The few solar data networks that exist in the United States, such as the ARM network, described in G. M. Stokes et al., “The Atmospheric Radiation Measurement (ARM) Program: Programmatic Background and Design of the Cloud and Radiation Test Bed,” Bull. of Am. Meteor. Soc., Vol. 75, pp. 1201-1221 (1994), the disclosure of which is incorporated by reference, and the SURFRAD network, lack high density networks and do not collect data at a fast rate. These limitations have prompted researchers to evaluate other alternatives, including dense networks of solar monitoring devices in a few limited locations, such as described in S. Kuszamaul et al., “Lanai High-Density Irradiance Sensor Network for Characterizing Solar Resource Variability of MW-Scale PV System.” 35th Photovoltaic Specialists Conf., Honolulu, Hi. (Jun. 20-25, 2010), and R. George, “Estimating Ramp Rates for Large PV Systems Using a Dense Array of Measured Solar Radiation Data,” Am. Solar Energy Society Annual Conf. Procs., Raleigh, N.C. (May 18, 2011), the disclosures of which are incorporated by reference. As data was collected, the researchers examined the data to determine whether there were underlying models that could translate results from these devices to photovoltaic fleet production operating over a broader geographical area, yet actual translation of the data was not provided.

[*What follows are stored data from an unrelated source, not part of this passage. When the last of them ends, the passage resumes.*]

// libs/appointment-cell/src/cache.rs
use std::collections::HashMap;
use std::time::{Duration, Instant};

use async_trait::async_trait;
use deadpool_redis::{Config, Pool, Runtime};
use redis::AsyncCommands;
use tokio::sync::RwLock;
use tracing::{debug, warn};
use uuid::Uuid;

use crate::models::Appointment;

/// Entries expire after this many seconds. The cache is advisory for latency
/// only; every hit still goes through the access policy before returning.
pub const CACHE_TTL_SECONDS: u64 = 300;

const CACHE_PREFIX: &str = "appointment:";

/// Read-through cache keyed by appointment id. Mutations delete the entry
/// rather than updating it in place; repopulation happens on the next read.
#[async_trait]
pub trait AppointmentCache: Send + Sync {
    async fn get(&self, id: Uuid) -> Option<Appointment>;
    async fn set(&self, appointment: &Appointment);
    async fn delete(&self, id: Uuid);
}

// ==============================================================================
// REDIS CACHE
// ==============================================================================

pub struct RedisAppointmentCache {
    pool: Pool,
}

impl RedisAppointmentCache {
    pub fn new(redis_url: &str) -> anyhow::Result<Self> {
        let cfg = Config::from_url(redis_url);
        let pool = cfg
            .create_pool(Some(Runtime::Tokio1))
            .map_err(|e| anyhow::anyhow!("Failed to create Redis pool: {e}"))?;
        Ok(Self { pool })
    }

    fn key(id: Uuid) -> String {
        format!("{CACHE_PREFIX}{id}")
    }
}

#[async_trait]
impl AppointmentCache for RedisAppointmentCache {
    async fn get(&self, id: Uuid) -> Option<Appointment> {
        let mut conn = match self.pool.get().await {
            Ok(conn) => conn,
            Err(e) => {
                warn!("Redis connection unavailable, treating as cache miss: {}", e);
                return None;
            }
        };

        let raw: Option<String> = match conn.get(Self::key(id)).await {
            Ok(raw) => raw,
            Err(e) => {
                warn!("Redis GET failed for appointment {}: {}", id, e);
                return None;
            }
        };

        raw.and_then(|json| match serde_json::from_str(&json) {
            Ok(appointment) => Some(appointment),
            Err(e) => {
                warn!("Discarding undeserializable cache entry for {}: {}", id, e);
                None
            }
        })
    }

    async fn set(&self, appointment: &Appointment) {
        let json = match serde_json::to_string(appointment) {
            Ok(json) => json,
            Err(e) => {
                warn!("Failed to serialize appointment {} for cache: {}", appointment.id, e);
                return;
            }
        };

        if let Ok(mut conn) = self.pool.get().await {
            let result: Result<(), redis::RedisError> =
                conn.set_ex(Self::key(appointment.id), json, CACHE_TTL_SECONDS).await;
            if let Err(e) = result {
                warn!("Redis SETEX failed for appointment {}: {}", appointment.id, e);
            } else {
                debug!("Cached appointment {}", appointment.id);
            }
        }
    }

    async fn delete(&self, id: Uuid) {
        if let Ok(mut conn) = self.pool.get().await {
            let result: Result<(), redis::RedisError> = conn.del(Self::key(id)).await;
            if let Err(e) = result {
                warn!("Redis DEL failed for appointment {}: {}", id, e);
            } else {
                debug!("Invalidated cache for appointment {}", id);
            }
        }
    }
}

// ==============================================================================
// IN-MEMORY CACHE
// ==============================================================================

/// TTL-aware map cache, for tests and single-process deployments. Expired
/// entries are evicted on read, and every write sweeps out whatever else has
/// expired, so the map stays bounded by the live working set.
pub struct InMemoryAppointmentCache {
    entries: RwLock<HashMap<Uuid, (Instant, Appointment)>>,
    ttl: Duration,
}

impl Default for InMemoryAppointmentCache {
    fn default() -> Self {
        Self::with_ttl(Duration::from_secs(CACHE_TTL_SECONDS))
    }
}

impl InMemoryAppointmentCache {
    pub fn new() -> Self {
        Self::default()
    }

    pub fn with_ttl(ttl: Duration) -> Self {
        Self {
            entries: RwLock::new(HashMap::new()),
            ttl,
        }
    }
}

#[async_trait]
impl AppointmentCache for InMemoryAppointmentCache {
    async fn get(&self, id: Uuid) -> Option<Appointment> {
        let mut entries = self.entries.write().await;
        match entries.get(&id) {
            Some((expires_at, appointment)) if Instant::now() < *expires_at => {
                Some(appointment.clone())
            }
            Some(_) => {
                entries.remove(&id);
                None
            }
            None => None,
        }
    }

    async fn set(&self, appointment: &Appointment) {
        let now = Instant::now();
        let mut entries = self.entries.write().await;
        entries.retain(|_, entry| now < entry.0);
        entries.insert(appointment.id, (now + self.ttl, appointment.clone()));
    }

    async fn delete(&self, id: Uuid) {
        self.entries.write().await.remove(&id);
    }
}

In addition, satellite irradiance data for specific locations and time periods have been combined with randomly selected high speed data from a limited number of ground-based weather stations, such as described in CAISO 2011. “Summary of Preliminary Results of 33% Renewable Integration Study—2010,” Cal. Pub. Util. Comm. LTPP Docket No. R.10-05-006 (Apr. 29, 2011) and J. Stein, “Simulation of 1-Minute Power Output from Utility-Scale Photovoltaic Generation Systems,” Am. Solar Energy Soc. Annual Conf. Procs., Raleigh, N.C. (May 18, 2011), the disclosures of which are incorporated by reference. This approach, however, does not produce time synchronized photovoltaic fleet variability for specific time periods because the locations of the ground-based weather stations differ from the actual locations of the fleet.
The concerns relating to high speed time series power production data acquisition also apply to photovoltaic fleet output estimation. Creating a fleet power forecast requires evaluation of the irradiance expected over each location within a photovoltaic fleet, which must be inferred for those locations where measurement-based sources of historical solar irradiance data are lacking. As well, irradiance derived from satellite imagery requires additional processing prior to use in simulating fleet time series output data. Finally, simulating fleet energy output or creating a fleet energy forecast requires evaluation of the normalized irradiation expected over the period of interest. Normalized irradiation is analogous to the average irradiance measured over a time interval, yet normalized irradiation is not always available, such as in situations where only point measurements of irradiance are sporadically collected or even entirely absent.
Therefore, a need remains for an approach to assisting power grid operation by reflecting cost and risk of reliance on forecast power production in light of associated uncertainty.